How do I compare pairs within a list in Python?

I'm trying to loop through a concatenated list of two lists that is essentially a bag of words - example outputs yields [('brexit', 11), ('say', 11), ('uk', 7), ('eu', 6), ('deal', 5), ('may', 5), ..., ('brexit', 35), ('say', 28), , ('may', 5), ('uk', 1), ... ]

Having gathered all the text inputs from .txt files, I've removed the stop-words and using stemming to remove duplicated from tenses.

The next step I want to take is to loop through the list and find the differences in the number of appearances a given word - I would want 'brexit', 'say' and 'uk' to be flagged as significant words with either the two numbers of appearances or just the difference. My start of the code (partly python, partly pseudocode) is below.

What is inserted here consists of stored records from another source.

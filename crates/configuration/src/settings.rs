use crate::error::ConfigError;
use serde::Deserialize;
use std::fmt;
use std::net::{IpAddr, SocketAddr};
use std::path::PathBuf;

/// The root configuration structure for the entire application.
#[derive(Debug, Clone, Deserialize)]
pub struct Config {
    #[serde(default)]
    pub database: DatabaseSettings,
    #[serde(default)]
    pub server: ServerSettings,
    #[serde(default)]
    pub logging: LoggingSettings,
    #[serde(default)]
    pub query_log: QueryLogSettings,
}

/// Connection parameters for the MySQL store.
#[derive(Clone, Deserialize)]
#[serde(default)]
pub struct DatabaseSettings {
    pub host: String,
    pub port: u16,
    /// The schema to connect to (e.g., "CF_Tracker").
    pub name: String,
    pub username: String,
    pub password: String,
    /// Connection character set, sent as `SET NAMES` on every new connection.
    pub charset: String,
    pub max_connections: u32,
    /// How long a request may wait for a pooled connection before failing.
    pub acquire_timeout_secs: u64,
}

impl Default for DatabaseSettings {
    fn default() -> Self {
        Self {
            host: "localhost".to_string(),
            port: 3306,
            name: "CF_Tracker".to_string(),
            username: "root".to_string(),
            password: String::new(),
            charset: "utf8mb4".to_string(),
            max_connections: 10,
            acquire_timeout_secs: 5,
        }
    }
}

// Never print the password, even at debug level.
impl fmt::Debug for DatabaseSettings {
    fn fmt(&self, f: &mut fmt::Formatter<'_>) -> fmt::Result {
        f.debug_struct("DatabaseSettings")
            .field("host", &self.host)
            .field("port", &self.port)
            .field("name", &self.name)
            .field("username", &self.username)
            .field("password", &"<redacted>")
            .field("charset", &self.charset)
            .field("max_connections", &self.max_connections)
            .field("acquire_timeout_secs", &self.acquire_timeout_secs)
            .finish()
    }
}

/// Where the JSON API listens.
#[derive(Debug, Clone, Deserialize)]
#[serde(default)]
pub struct ServerSettings {
    pub host: String,
    pub port: u16,
}

impl Default for ServerSettings {
    fn default() -> Self {
        Self {
            host: "0.0.0.0".to_string(),
            port: 3000,
        }
    }
}

impl ServerSettings {
    pub fn socket_addr(&self) -> Result<SocketAddr, ConfigError> {
        let ip: IpAddr = self.host.parse().map_err(|_| {
            ConfigError::ValidationError(format!("server.host is not an IP address: {}", self.host))
        })?;
        Ok(SocketAddr::new(ip, self.port))
    }
}

/// Output style of the tracing subscriber.
#[derive(Debug, Clone, Copy, PartialEq, Eq, Default, Deserialize)]
#[cfg_attr(feature = "clap", derive(clap::ValueEnum))]
#[serde(rename_all = "lowercase")]
pub enum LogFormat {
    #[default]
    Full,
    Compact,
    Pretty,
}

#[derive(Debug, Clone, Deserialize)]
#[serde(default)]
pub struct LoggingSettings {
    /// Default filter directive; `RUST_LOG` takes precedence when set.
    pub level: String,
    pub format: LogFormat,
    /// When set, logs are also written to a daily-rolling file in this directory.
    pub directory: Option<PathBuf>,
    pub file_prefix: String,
}

impl Default for LoggingSettings {
    fn default() -> Self {
        Self {
            level: "info,sqlx=warn".to_string(),
            format: LogFormat::Full,
            directory: None,
            file_prefix: "cf-tracker.log".to_string(),
        }
    }
}

/// Controls the statement log written to the `Query_Log` table.
#[derive(Debug, Clone, Deserialize)]
#[serde(default)]
pub struct QueryLogSettings {
    pub enabled: bool,
}

impl Default for QueryLogSettings {
    fn default() -> Self {
        Self { enabled: true }
    }
}

impl Config {
    /// Rejects settings that would only fail later, at connection or bind time.
    pub fn validate(&self) -> Result<(), ConfigError> {
        let db = &self.database;
        if db.host.trim().is_empty() {
            return Err(ConfigError::ValidationError("database.host must not be empty".into()));
        }
        if db.name.trim().is_empty() {
            return Err(ConfigError::ValidationError("database.name must not be empty".into()));
        }
        if db.charset.trim().is_empty() {
            return Err(ConfigError::ValidationError("database.charset must not be empty".into()));
        }
        if db.max_connections == 0 {
            return Err(ConfigError::ValidationError(
                "database.max_connections must be at least 1".into(),
            ));
        }
        self.server.socket_addr()?;
        Ok(())
    }
}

def findSimilarities (word, count):
    for (word, count) in biasDict:
        if word == word and count != count:
            print (word, count - count)
        elif word ==word and count == count:
            del (word, count)
        (word, count)++

Any advice on how to approach this and edit the code to work? If it would be better, I can have the words come from two separate lists (which is how they are created; I concatenated them after they were created).

Many thanks.

3 answers

  • answered 2019-02-10 12:48 f.wue

    This would be an option. Not efficient, but the output is as desired. That is, if you want to delete word's with the same count (as shown in your code). If you want to keep the entries, just skip the biasDict.remove() part. If your just interested in the word's that occur twice with a different count, you could append the tuples to a new list instead of printing the difference. Afterwards return the new list.

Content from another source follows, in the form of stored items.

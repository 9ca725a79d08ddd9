use crate::error::QueryError;
use crate::query_log::QueryLogger;
use crate::statement::{column_names, decode_row, CompiledStatement, Statement};
use core_types::{QueryLogRecord, ReportResult, Row};
use sqlx::mysql::{MySql, MySqlConnection, MySqlPool};
use sqlx::Transaction;
use std::sync::Arc;
use std::time::{Duration, Instant};

/// What a statement produced.
#[derive(Debug, Clone, Default)]
pub struct QueryOutcome {
    /// Rows for row-returning statements; empty otherwise.
    pub result: ReportResult,
    /// Rows returned, or rows changed by a write.
    pub rows_affected: u64,
    pub last_insert_id: Option<u64>,
    pub elapsed: Duration,
}

impl QueryOutcome {
    pub fn into_rows(self) -> ReportResult {
        self.result
    }

    pub fn first_row(&self) -> Option<&Row> {
        self.result.first()
    }
}

/// Everything a request needs to run statements: the pool, the logger, and who is asking.
///
/// Built once per HTTP request or CLI invocation and passed down explicitly.
#[derive(Debug, Clone)]
pub struct RequestContext {
    pool: MySqlPool,
    logger: Arc<QueryLogger>,
    session_id: String,
    caller: String,
}

impl RequestContext {
    pub fn new(
        pool: MySqlPool,
        logger: Arc<QueryLogger>,
        session_id: impl Into<String>,
        caller: impl Into<String>,
    ) -> Self {
        Self {
            pool,
            logger,
            session_id: session_id.into(),
            caller: caller.into(),
        }
    }

    pub fn pool(&self) -> &MySqlPool {
        &self.pool
    }

    pub fn logger(&self) -> &QueryLogger {
        &self.logger
    }

    pub fn session_id(&self) -> &str {
        &self.session_id
    }

    pub fn caller(&self) -> &str {
        &self.caller
    }

    /// Runs one statement on a pooled connection and records it in the query log.
    pub async fn fetch(&self, stmt: &Statement) -> Result<QueryOutcome, QueryError> {
        let compiled = stmt.compile()?;
        let mut conn = self
            .pool
            .acquire()
            .await
            .map_err(|e| failed(stmt, e))?;
        let outcome = run(&mut conn, stmt, &compiled).await?;
        self.log(stmt, &outcome).await;
        Ok(outcome)
    }

    /// Convenience for read statements: just the rows.
    pub async fn fetch_all(&self, stmt: &Statement) -> Result<ReportResult, QueryError> {
        Ok(self.fetch(stmt).await?.into_rows())
    }

    pub async fn fetch_optional(&self, stmt: &Statement) -> Result<Option<Row>, QueryError> {
        Ok(self.fetch(stmt).await?.result.rows.into_iter().next())
    }

    /// Opens a transaction pinned to one pooled connection.
    pub async fn begin(&self) -> Result<TransactionContext<'_>, QueryError> {
        let tx = self
            .pool
            .begin()
            .await
            .map_err(|e| QueryError::from_sqlx("BEGIN", e))?;
        Ok(TransactionContext {
            ctx: self,
            tx: Some(tx),
            pending: Vec::new(),
        })
    }

    fn log_record(&self, stmt: &Statement, outcome: &QueryOutcome) -> QueryLogRecord {
        QueryLogRecord {
            query_text: stmt.template().to_string(),
            query_type: stmt.query_kind(),
            caller: stmt.caller_label().unwrap_or(&self.caller).to_string(),
            elapsed_seconds: outcome.elapsed.as_secs_f64(),
            affected_rows: outcome.rows_affected,
            session_id: self.session_id.clone(),
        }
    }

    async fn log(&self, stmt: &Statement, outcome: &QueryOutcome) {
        self.logger.record(self.log_record(stmt, outcome)).await;
    }
}

/// A transaction with the same `fetch` contract as [`RequestContext`].
///
/// Log records are held back and written once the transaction has handed its connection
/// back to the pool. Entries of statements that ran are kept after a rollback too.
///
/// Dropping it without calling [`commit`](Self::commit) rolls the work back.
pub struct TransactionContext<'a> {
    ctx: &'a RequestContext,
    // Only `None` once commit or rollback has taken it.
    tx: Option<Transaction<'static, MySql>>,
    pending: Vec<QueryLogRecord>,
}

impl TransactionContext<'_> {
    pub async fn fetch(&mut self, stmt: &Statement) -> Result<QueryOutcome, QueryError> {
        let compiled = stmt.compile()?;
        let tx = self
            .tx
            .as_mut()
            .ok_or_else(|| QueryError::closed(stmt.template()))?;
        let outcome = run(tx, stmt, &compiled).await?;
        self.pending.push(self.ctx.log_record(stmt, &outcome));
        Ok(outcome)
    }

    pub async fn fetch_optional(&mut self, stmt: &Statement) -> Result<Option<Row>, QueryError> {
        Ok(self.fetch(stmt).await?.result.rows.into_iter().next())
    }

    /// Records held back so far, oldest first.
    pub fn pending_log_records(&self) -> &[QueryLogRecord] {
        &self.pending
    }

    pub async fn commit(mut self) -> Result<(), QueryError> {
        let result = match self.tx.take() {
            Some(tx) => tx.commit().await.map_err(|e| QueryError::from_sqlx("COMMIT", e)),
            None => Err(QueryError::closed("COMMIT")),
        };
        self.flush_log().await;
        result
    }

    pub async fn rollback(mut self) -> Result<(), QueryError> {
        let result = match self.tx.take() {
            Some(tx) => tx
                .rollback()
                .await
                .map_err(|e| QueryError::from_sqlx("ROLLBACK", e)),
            None => Err(QueryError::closed("ROLLBACK")),
        };
        self.flush_log().await;
        result
    }

    // Runs after the connection has gone back to the pool.
    async fn flush_log(&mut self) {
        for record in std::mem::take(&mut self.pending) {
            self.ctx.logger.record(record).await;
        }
    }
}

impl Drop for TransactionContext<'_> {
    fn drop(&mut self) {
        if self.pending.is_empty() {
            return;
        }
        // Abandoned early, e.g. by `?`. The transaction is released when `tx` drops right
        // after this, so the records are written from a task.
        let records = std::mem::take(&mut self.pending);
        let logger = self.ctx.logger.clone();
        match tokio::runtime::Handle::try_current() {
            Ok(handle) => {
                handle.spawn(async move {
                    for record in records {
                        logger.record(record).await;
                    }
                });
            }
            Err(_) => tracing::warn!(
                dropped = records.len(),
                "Transaction dropped outside a runtime; query log records lost"
            ),
        }
    }
}

fn failed(stmt: &Statement, err: sqlx::Error) -> QueryError {
    let err = QueryError::from_sqlx(stmt.template(), err);
    tracing::error!(
        kind = %err.kind(),
        template = stmt.template(),
        diagnostic = %err.diagnostic(),
        "Statement failed"
    );
    err
}

/// Executes a statement on a single connection. Shared by the pooled and the
/// transactional paths.
async fn run(
    conn: &mut MySqlConnection,
    stmt: &Statement,
    compiled: &CompiledStatement,
) -> Result<QueryOutcome, QueryError> {
    let query = compiled.to_query();

    if stmt.returns_rows() {
        let started = Instant::now();
        let rows = query.fetch_all(&mut *conn).await.map_err(|e| failed(stmt, e))?;
        let elapsed = started.elapsed();

        let columns = rows.first().map(column_names).unwrap_or_default();
        let rows = rows
            .iter()
            .map(decode_row)
            .collect::<Result<Vec<_>, _>>()
            .map_err(|e| failed(stmt, e))?;

        tracing::debug!(rows = rows.len(), ?elapsed, "Statement returned rows");
        Ok(QueryOutcome {
            rows_affected: rows.len() as u64,
            result: ReportResult::new(columns, rows),
            last_insert_id: None,
            elapsed,
        })
    } else {
        let started = Instant::now();
        let done = query.execute(&mut *conn).await.map_err(|e| failed(stmt, e))?;
        let elapsed = started.elapsed();

        tracing::debug!(rows_affected = done.rows_affected(), ?elapsed, "Statement executed");
        Ok(QueryOutcome {
            result: ReportResult::default(),
            rows_affected: done.rows_affected(),
            last_insert_id: Some(done.last_insert_id()).filter(|id| *id > 0),
            elapsed,
        })
    }
}

#[cfg(test)]
mod tests {
    use super::*;
    use crate::connection::connect_lazy;
    use crate::error::QueryErrorKind;
    use crate::query_log::MemoryLogSink;
    use configuration::DatabaseSettings;

    fn offline_context(sink: Arc<MemoryLogSink>) -> RequestContext {
        let pool = connect_lazy(&DatabaseSettings::default()).unwrap();
        let logger = Arc::new(QueryLogger::new(sink, true));
        RequestContext::new(pool, logger, "test-session", "executor-tests")
    }

    #[tokio::test]
    async fn binding_errors_never_reach_the_pool_or_the_log() {
        let sink = Arc::new(MemoryLogSink::default());
        let ctx = offline_context(sink.clone());

        let err = ctx
            .fetch(&Statement::new("SELECT * FROM Users LIMIT :limit"))
            .await
            .unwrap_err();

        assert_eq!(err.kind(), &QueryErrorKind::Binding);
        assert!(sink.records().is_empty());
    }

    #[tokio::test]
    async fn context_reports_its_session_and_caller() {
        let sink = Arc::new(MemoryLogSink::default());
        let ctx = offline_context(sink);
        assert_eq!(ctx.caller(), "executor-tests");
        assert_eq!(ctx.session_id(), "test-session");
    }

    #[tokio::test]
    async fn records_prefer_the_statement_caller() {
        let sink = Arc::new(MemoryLogSink::default());
        let ctx = offline_context(sink);
        let outcome = QueryOutcome {
            rows_affected: 3,
            ..Default::default()
        };

        let plain = ctx.log_record(&Statement::new("SELECT 1"), &outcome);
        assert_eq!(plain.caller, "executor-tests");
        assert_eq!(plain.affected_rows, 3);
        assert_eq!(plain.session_id, "test-session");

        let labelled = Statement::new("SELECT 1").caller("analytics");
        assert_eq!(ctx.log_record(&labelled, &outcome).caller, "analytics");
    }
}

    def findSimilarities (biasDict):
        remove_later = []
        for i in range(0, len(biasDict)):
            word, count = biasDict[i][0], biasDict[i][1]
            for c in range(0, len(biasDict)):
                word_compare, count_compare = biasDict[c][0], biasDict[c][1]
                if c==i:
                    pass #Same entry
                elif word == word_compare and count != count_compare:
                    print (word, count - count_compare)
                elif word == word_compare and count == count_compare and (word, count) not in remove_later:
                    remove_later.append((word, count))
        for entry in remove_later:
        return biasDict
    biasDict =  [('brexit', 11), ('say', 11), ('uk', 7), ('eu', 6), ('deal', 5), ('may', 5), ('brexit', 35), ('say', 28), ('may', 5), ('uk', 1)]


    brexit -24
    say -17
    uk 6
    brexit 24
    say 17
    uk -6
    [('brexit', 11), ('say', 11), ('uk', 7), ('eu', 6), ('deal', 5), ('brexit', 35), ('say', 28), ('may', 5), ('uk', 1)]

  • answered 2019-02-10 13:04 Maged Saeed

    The idea of combining occurrences seems fine for me. Here is my implementation. Any comment or optimization is appreciated.

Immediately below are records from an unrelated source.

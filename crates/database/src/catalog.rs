//! The static catalog of report definitions and their parameter schemas.

use crate::error::DbError;
use crate::statement::{Params, Statement};
use chrono::NaiveDate;
use core_types::{QueryKind, SqlValue};

/// The type and bounds of one report parameter.
#[derive(Debug, Clone, Copy, PartialEq, Eq)]
pub enum ParamKind {
    Int { min: i64, max: i64 },
    Text { max_len: usize },
    Date,
}

/// What happens when a parameter is not supplied.
#[derive(Debug, Clone, Copy, PartialEq, Eq)]
pub enum ParamDefault {
    Required,
    Null,
    Int(i64),
}

#[derive(Debug, Clone, Copy, PartialEq, Eq)]
pub struct ParamSpec {
    pub name: &'static str,
    pub kind: ParamKind,
    pub default: ParamDefault,
}

impl ParamSpec {
    /// A bounded integer with a default, e.g. a row limit.
    pub const fn int(name: &'static str, min: i64, max: i64, default: i64) -> Self {
        Self {
            name,
            kind: ParamKind::Int { min, max },
            default: ParamDefault::Int(default),
        }
    }

    /// A bounded integer that is `NULL` when absent, e.g. an optional id filter.
    pub const fn optional_int(name: &'static str, min: i64, max: i64) -> Self {
        Self {
            name,
            kind: ParamKind::Int { min, max },
            default: ParamDefault::Null,
        }
    }

    /// Free text that is `NULL` when absent.
    pub const fn optional_text(name: &'static str, max_len: usize) -> Self {
        Self {
            name,
            kind: ParamKind::Text { max_len },
            default: ParamDefault::Null,
        }
    }

    /// A `YYYY-MM-DD` date that is `NULL` when absent.
    pub const fn optional_date(name: &'static str) -> Self {
        Self {
            name,
            kind: ParamKind::Date,
            default: ParamDefault::Null,
        }
    }

    fn parse(&self, raw: &str) -> Result<SqlValue, DbError> {
        let raw = raw.trim();
        match self.kind {
            ParamKind::Int { .. } => raw
                .parse::<i64>()
                .map(SqlValue::Int)
                .map_err(|_| DbError::invalid(self.name, format!("'{raw}' is not an integer"))),
            ParamKind::Text { .. } => Ok(SqlValue::Text(raw.to_string())),
            ParamKind::Date => NaiveDate::parse_from_str(raw, "%Y-%m-%d")
                .map(SqlValue::Date)
                .map_err(|_| DbError::invalid(self.name, format!("'{raw}' is not a YYYY-MM-DD date"))),
        }
    }

    fn check(&self, value: &SqlValue) -> Result<(), DbError> {
        match (self.kind, value) {
            (_, SqlValue::Null) if self.default == ParamDefault::Null => Ok(()),
            (ParamKind::Int { min, max }, value) => match value.as_i64() {
                Some(v) if (min..=max).contains(&v) => Ok(()),
                Some(v) => Err(DbError::invalid(
                    self.name,
                    format!("{v} is outside the range {min}..={max}"),
                )),
                None => Err(DbError::invalid(self.name, "expected an integer")),
            },
            (ParamKind::Text { max_len }, SqlValue::Text(s)) => {
                if s.is_empty() {
                    Err(DbError::invalid(self.name, "must not be empty"))
                } else if s.chars().count() > max_len {
                    Err(DbError::invalid(
                        self.name,
                        format!("longer than {max_len} characters"),
                    ))
                } else {
                    Ok(())
                }
            }
            (ParamKind::Date, SqlValue::Date(_)) => Ok(()),
            (ParamKind::Text { .. }, _) => Err(DbError::invalid(self.name, "expected text")),
            (ParamKind::Date, _) => Err(DbError::invalid(self.name, "expected a date")),
        }
    }

    fn default_value(&self) -> Option<SqlValue> {
        match self.default {
            ParamDefault::Required => None,
            ParamDefault::Null => Some(SqlValue::Null),
            ParamDefault::Int(v) => Some(SqlValue::Int(v)),
        }
    }
}

/// A named, parameterized, read-only report.
#[derive(Debug, Clone, Copy)]
pub struct ReportDefinition {
    pub name: &'static str,
    pub title: &'static str,
    /// Recorded as the caller label of every execution.
    pub caller: &'static str,
    pub params: &'static [ParamSpec],
    pub sql: &'static str,
}

impl ReportDefinition {
    pub fn param(&self, name: &str) -> Option<&ParamSpec> {
        self.params.iter().find(|p| p.name == name)
    }

    /// Validates typed parameters against the schema and fills in defaults.
    pub fn validate(&self, supplied: Params) -> Result<Params, DbError> {
        if let Some(unknown) = supplied.names().find(|name| self.param(name).is_none()) {
            return Err(DbError::invalid(
                unknown,
                format!("not a parameter of report '{}'", self.name),
            ));
        }

        let mut params = Params::new();
        for spec in self.params {
            let value = match supplied.get(spec.name) {
                Some(value) => value.clone(),
                None => spec
                    .default_value()
                    .ok_or_else(|| DbError::invalid(spec.name, "is required"))?,
            };
            spec.check(&value)?;
            params.insert(spec.name, value);
        }
        Ok(params)
    }

    /// Parses raw string parameters (query string, command line) and validates them.
    ///
    /// Blank values count as absent, so `?campaign_id=` falls back to the default.
    pub fn parse<'a, I>(&self, raw: I) -> Result<Params, DbError>
    where
        I: IntoIterator<Item = (&'a str, &'a str)>,
    {
        let mut supplied = Params::new();
        for (name, value) in raw {
            let spec = self.param(name).ok_or_else(|| {
                DbError::invalid(name, format!("not a parameter of report '{}'", self.name))
            })?;
            if value.trim().is_empty() {
                continue;
            }
            supplied.insert(name, spec.parse(value)?);
        }
        self.validate(supplied)
    }

    /// The executable statement for already-validated parameters.
    pub fn statement(&self, params: Params) -> Statement {
        Statement::new(self.sql)
            .with_params(params)
            .tagged(QueryKind::Select)
            .caller(self.caller)
    }
}

#[cfg(test)]
mod tests {
    use super::*;

    const RUNNING_TOTALS: ReportDefinition = ReportDefinition {
        name: "running",
        title: "Running totals",
        caller: "donations",
        params: &[
            ParamSpec::optional_int("campaign_id", 1, i64::MAX),
            ParamSpec::int("limit", 1, 500, 50),
        ],
        sql: "SELECT * FROM Donations \
              WHERE (:campaign_id IS NULL OR campaign_id = :campaign_id) LIMIT :limit",
    };

    #[test]
    fn defaults_fill_missing_parameters() {
        let params = RUNNING_TOTALS.parse([]).unwrap();
        assert_eq!(params.get("campaign_id"), Some(&SqlValue::Null));
        assert_eq!(params.get("limit"), Some(&SqlValue::Int(50)));
        assert!(RUNNING_TOTALS.statement(params).compile().is_ok());
    }

    #[test]
    fn raw_values_are_parsed_and_range_checked() {
        let params = RUNNING_TOTALS
            .parse([("campaign_id", "7"), ("limit", " 10 ")])
            .unwrap();
        assert_eq!(params.get("campaign_id"), Some(&SqlValue::Int(7)));
        assert_eq!(params.get("limit"), Some(&SqlValue::Int(10)));

        assert!(RUNNING_TOTALS.parse([("limit", "0")]).is_err());
        assert!(RUNNING_TOTALS.parse([("limit", "9999")]).is_err());
        assert!(RUNNING_TOTALS.parse([("limit", "ten")]).is_err());
    }

    #[test]
    fn blank_values_fall_back_to_defaults() {
        let params = RUNNING_TOTALS.parse([("campaign_id", "")]).unwrap();
        assert_eq!(params.get("campaign_id"), Some(&SqlValue::Null));
    }

    #[test]
    fn unknown_parameters_are_rejected() {
        let err = RUNNING_TOTALS
            .parse([("limit", "5"), ("order", "amount; DROP TABLE Users")])
            .unwrap_err();
        assert!(matches!(err, DbError::InvalidParameter { name, .. } if name == "order"));
    }

    #[test]
    fn statements_carry_the_report_caller_and_select_tag() {
        let params = RUNNING_TOTALS.parse([]).unwrap();
        let stmt = RUNNING_TOTALS.statement(params);
        assert_eq!(stmt.caller_label(), Some("donations"));
        assert_eq!(stmt.query_kind(), QueryKind::Select);
    }

    #[test]
    fn dates_and_text_are_validated() {
        let spec = ParamSpec {
            name: "since",
            kind: ParamKind::Date,
            default: ParamDefault::Required,
        };
        assert!(spec.parse("2024-02-30").is_err());
        assert_eq!(
            spec.parse("2024-02-29").unwrap(),
            SqlValue::Date(NaiveDate::from_ymd_opt(2024, 2, 29).unwrap())
        );

        let text = ParamSpec {
            name: "term",
            kind: ParamKind::Text { max_len: 3 },
            default: ParamDefault::Required,
        };
        assert!(text.check(&SqlValue::from("abcd")).is_err());
        assert!(text.check(&SqlValue::from("abc")).is_ok());
    }
}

    def merge_list(words_count_list):
    updated_list = list()
    words_list = list()
    for i in range(len(words_count_list)):
        word = words_count_list[i][0]
        count = words_count_list[i][1]
        if word not in words_list:
            for j in range(i+1,len(words_count_list),1):
                if word == words_count_list[j][0]:
                    count += words_count_list[j][1]
    return updated_list
    print(merge_list([('brexit', 11), ('say', 11), ('uk', 7), ('eu', 6), ('deal', 5), ('may', 5), 
                                                    ('brexit', 35), ('say', 28),('may', 5), ('uk', 1)]))


    [('brexit', 46), ('say', 39), ('uk', 8), ('eu', 6), ('deal', 5), ('may', 10)]

    Now, you can specify a threshold on the word count, sort by the count, then remove the most significant words.

  • answered 2019-02-10 13:16 Devesh Kumar Singh

    Assuming you have two lists of the words, then you can do

    #Converts list of tuples to dictionary.
    #[('a',1'),('b',2)] => {'a':1,'b',2}
    def tupleListToDict(list):
        dictobj = {}
        for item in list:
            dictobj[item[0]] = item[1]
        return dictobj
    def findSimilarities(list1, list2):
        dict1 = tupleListToDict(list1)
        dict2 = tupleListToDict(list2)
        dict3 = {} #To store the difference
        #Find occurence of key in 2nd dict, if found, calculate the difference
        for key, value in dict1.items():
            if key in dict2.keys():
                dict3[key] = abs(value - dict2[key])
        return dict3

    Example output

    list1 = [('brexit', 11), ('say', 11), ('uk', 7), ('eu', 6), ('deal', 5), ('may', 5)]
    list2 = [('brexit', 35), ('say', 28), ('may', 5), ('uk', 1)]
    print(findSimilarities(list1, list2))
    {'brexit': 24, 'say': 17, 'uk': 6, 'may': 0}